Danau Toba, Perancis dan Sitor

Resensi Arif Saifudin Yudistira

ibuMengapa cerpen menjadi satu cara untuk mengusik perasaan-perasaan manusia?. Karena disanalah letak karya sastra dipertaruhkan dalam hal membagi dunia imajinasi dan dunia realitas. Cerpen adalah jembatan bagi kita memahami dan mengarungi kehidupan yang serba luas ini. Pengarang meski ia tak selalu bicara dirinya,tapi pikirannya itulah yang membuat ia bergerak dalam karya sastra. Ia bersama karya sastra menyatu. Bila pramodya sadar betul dengan metode mistikumnya dalam membuat karya, maka sitor lebih bergerak pada cerpen yang meski singkat tapi ia adalah teks yang tak berhenti. Sitor pandai mengolah bahasa dan setiap kosakata yang menunjukkan betapa ia menekuni khazanah, kajian mendalam, pengamatan yang jitu hingga penulisan yang luar biasa sebelum membuat cerpen. A teeuw menyebut sitor ia menguasai bahasa Indonesia dengan cara yang kadang-kadang luar biasa.

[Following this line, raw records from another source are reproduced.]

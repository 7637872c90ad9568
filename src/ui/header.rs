use crate::app::{App, CurrentView};
use crate::audio::AudioBackend;
use ratatui::{
    layout::{Alignment, Constraint, Direction, Layout, Rect},
    style::{Color, Modifier, Style},
    text::{Line, Span},
    widgets::{Block, Borders, Paragraph, Tabs},
    Frame,
};

pub fn render_header<B: AudioBackend>(f: &mut Frame, app: &App<B>, area: Rect) {
    let chunks = Layout::default()
        .direction(Direction::Horizontal)
        .constraints([
            Constraint::Length(20),
            Constraint::Min(0),
            Constraint::Length(24),
        ])
        .split(area);

    // Left: Title
    let title = Span::styled(
        "♫ murmur ",
        Style::default()
            .fg(Color::Blue)
            .add_modifier(Modifier::BOLD),
    );
    let p_title = Paragraph::new(title).alignment(Alignment::Left);
    f.render_widget(p_title, chunks[0]);

    // Center: Tabs, or the name prompt while composing
    if let Some(input) = &app.name_input {
        let p = Paragraph::new(format!("New playlist name: {}_", input))
            .style(
                Style::default()
                    .fg(Color::Yellow)
                    .add_modifier(Modifier::BOLD),
            )
            .alignment(Alignment::Center)
            .block(Block::default().borders(Borders::NONE));
        f.render_widget(p, chunks[1]);
    } else if let Some(composer) = &app.composer {
        let p = Paragraph::new(format!(
            "Composing \"{}\": {} selected  (w save, Esc cancel)",
            composer.name(),
            composer.count()
        ))
        .style(Style::default().fg(Color::Yellow))
        .alignment(Alignment::Center);
        f.render_widget(p, chunks[1]);
    } else {
        let selected_tab = match app.view {
            CurrentView::Sounds | CurrentView::Picker | CurrentView::Help => 0,
            CurrentView::Playlists => 1,
        };

        let tabs = Tabs::new(vec![" Sounds ", " Playlists "])
            .block(Block::default().borders(Borders::NONE))
            .select(selected_tab)
            .style(Style::default().fg(Color::DarkGray))
            .highlight_style(
                Style::default()
                    .fg(Color::Green)
                    .add_modifier(Modifier::BOLD | Modifier::UNDERLINED),
            )
            .divider(Span::raw("|"));

        f.render_widget(tabs, chunks[1]);
    }

    // Right: Status
    let active_count = app.playing_count();
    let mut right_spans = vec![];

    if active_count > 0 {
        right_spans.push(Span::styled(
            format!(" ▶ {} ", active_count),
            Style::default().bg(Color::Green).fg(Color::White),
        ));
        right_spans.push(Span::raw("  "));
    }
    if !app.config.logged_in() {
        right_spans.push(Span::styled("guest ", Style::default().fg(Color::Yellow)));
    }
    right_spans.push(Span::styled("? help", Style::default().fg(Color::DarkGray)));

    let p_right = Paragraph::new(Line::from(right_spans)).alignment(Alignment::Right);
    f.render_widget(p_right, chunks[2]);
}
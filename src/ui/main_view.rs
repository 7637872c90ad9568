use crate::app::{App, ListLine};
use crate::audio::AudioBackend;
use crate::catalog::SoundDescriptor;
use ratatui::{
    layout::{Alignment, Rect},
    style::{Color, Modifier, Style},
    text::{Line, Span},
    widgets::{Block, Borders, Paragraph},
    Frame,
};

const NAME_WIDTH: usize = 22;
const SLIDER_WIDTH: usize = 16;

pub fn render_list<B: AudioBackend>(f: &mut Frame, app: &App<B>, area: Rect) {
    if app.order.is_empty() {
        let p = Paragraph::new("No sounds available.\nCheck the server URL in config.toml.")
            .style(Style::default().fg(Color::DarkGray))
            .alignment(Alignment::Center)
            .block(Block::default().borders(Borders::NONE));

        // Center vertically in the area
        let center_y = area.height / 2;
        let msg_area = Rect::new(area.x, area.y + center_y.saturating_sub(1), area.width, 2);

        f.render_widget(p, msg_area);
        return;
    }

    let lines: Vec<Line> = app
        .list_lines()
        .into_iter()
        .skip(app.list_scroll)
        .take(area.height as usize)
        .map(|line| match line {
            ListLine::Header(category) => Line::from(Span::styled(
                format!("─── {} ───", category),
                Style::default().fg(Color::DarkGray),
            )),
            ListLine::Blank => Line::from(""),
            ListLine::Sound(pos) => {
                match app.order.get(pos).and_then(|&i| app.catalog.get(i)) {
                    Some(sound) => sound_line(app, pos, sound),
                    None => Line::from(""),
                }
            }
        })
        .collect();

    let inner = Rect::new(
        area.x + 2,
        area.y,
        area.width.saturating_sub(4),
        area.height,
    );
    f.render_widget(Paragraph::new(lines), inner);
}

fn sound_line<'a, B: AudioBackend>(
    app: &'a App<B>,
    pos: usize,
    sound: &'a SoundDescriptor,
) -> Line<'a> {
    let selected = pos == app.cursor_pos;
    let playing = app.is_playing(&sound.name);
    let starting = app.is_starting(&sound.name);
    let failed = app.failed_sounds.contains(&sound.name);
    let locked = !sound.user_can_access;
    let unavailable = !locked
        && app
            .controller
            .as_ref()
            .is_some_and(|c| !c.has_handle(&sound.name));

    let (marker, marker_style) = if locked {
        ("🔒", Style::default().fg(Color::DarkGray))
    } else if failed || unavailable {
        ("✗ ", Style::default().fg(Color::Red))
    } else if playing {
        ("▶ ", Style::default().fg(Color::Green))
    } else if starting {
        ("… ", Style::default().fg(Color::Yellow))
    } else {
        ("  ", Style::default())
    };

    let picked = app
        .composer
        .as_ref()
        .map(|c| if c.is_selected(sound.id) { "[x] " } else { "[ ] " });

    let mut name_style = if locked {
        Style::default().fg(Color::DarkGray)
    } else if playing {
        Style::default().add_modifier(Modifier::BOLD)
    } else {
        Style::default()
    };
    if selected {
        name_style = name_style.fg(Color::Blue).add_modifier(Modifier::REVERSED);
    }

    let name: String = sound.display_name.chars().take(NAME_WIDTH).collect();
    let mut spans = vec![
        Span::raw(if selected { "> " } else { "  " }),
        Span::styled(marker, marker_style),
    ];
    if let Some(picked) = picked {
        spans.push(Span::styled(picked, Style::default().fg(Color::Yellow)));
    }
    spans.push(Span::styled(format!("{:<width$}", name, width = NAME_WIDTH), name_style));

    if locked {
        spans.push(Span::styled(" premium", Style::default().fg(Color::DarkGray)));
    } else if unavailable {
        spans.push(Span::styled(" unavailable", Style::default().fg(Color::Red)));
    } else {
        let volume = app
            .controller
            .as_ref()
            .and_then(|c| c.individual_volume(&sound.name))
            .unwrap_or_else(|| sound.default_volume());
        let slider_color = if failed {
            Color::Red
        } else if playing {
            Color::Green
        } else {
            Color::Blue
        };
        spans.push(Span::raw(" "));
        spans.push(Span::styled(
            super::volume_slider(volume, SLIDER_WIDTH),
            Style::default().fg(slider_color),
        ));
        spans.push(Span::raw(format!(" {:>3}%", (volume * 100.0).round() as u32)));

        let effective = app
            .controller
            .as_ref()
            .filter(|_| playing)
            .and_then(|c| c.effective_volume(&sound.name));
        if let Some(effective) = effective {
            spans.push(Span::styled(
                format!("  → {:>3}%", (effective * 100.0).round() as u32),
                Style::default().fg(Color::DarkGray),
            ));
        }
    }

    Line::from(spans)
}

Misal pada cerpennya Fonteny Aux Roses.  Mendengarkan kata itu kita bisa terbayang-bayang tentang perempuan perancis, atau sekilas kita bisa menemui perancis. Dan kita pun tak menyangka nama tempat di perancis bisa dihubungkan ke dalam penguasaan cerita yang meluas. JJ rizal menyebut ini sebagai awal eksistensialisme sitor. Kematian diramu sedemikian mesrahnya, kematian dikemas sedemikian hebatnya dengan permainan ingatan. Ingatan sitor itulah yang membawa kita pada penjelajahan nama-nama tempat, suasana, hingga pada kemampuannya mengemas “tokoh” pada ingatan masa lampaunya. Ia bergerak lihai dan mencoba tidak lurus-lurus dalam bercerita meski pelan. Keunggulan bahasa itulah yang dimanfaatkan sitor dengan memadukan pengalaman ketika ia di perancis dengan menceritakan memori kematian dengan satu gambaran sederhana dan menyenangkan. Ini kita temui di cerpen Fontenay aux Roses yang ditutup dengan kata kunci yang indah : “surga adalah rindu”.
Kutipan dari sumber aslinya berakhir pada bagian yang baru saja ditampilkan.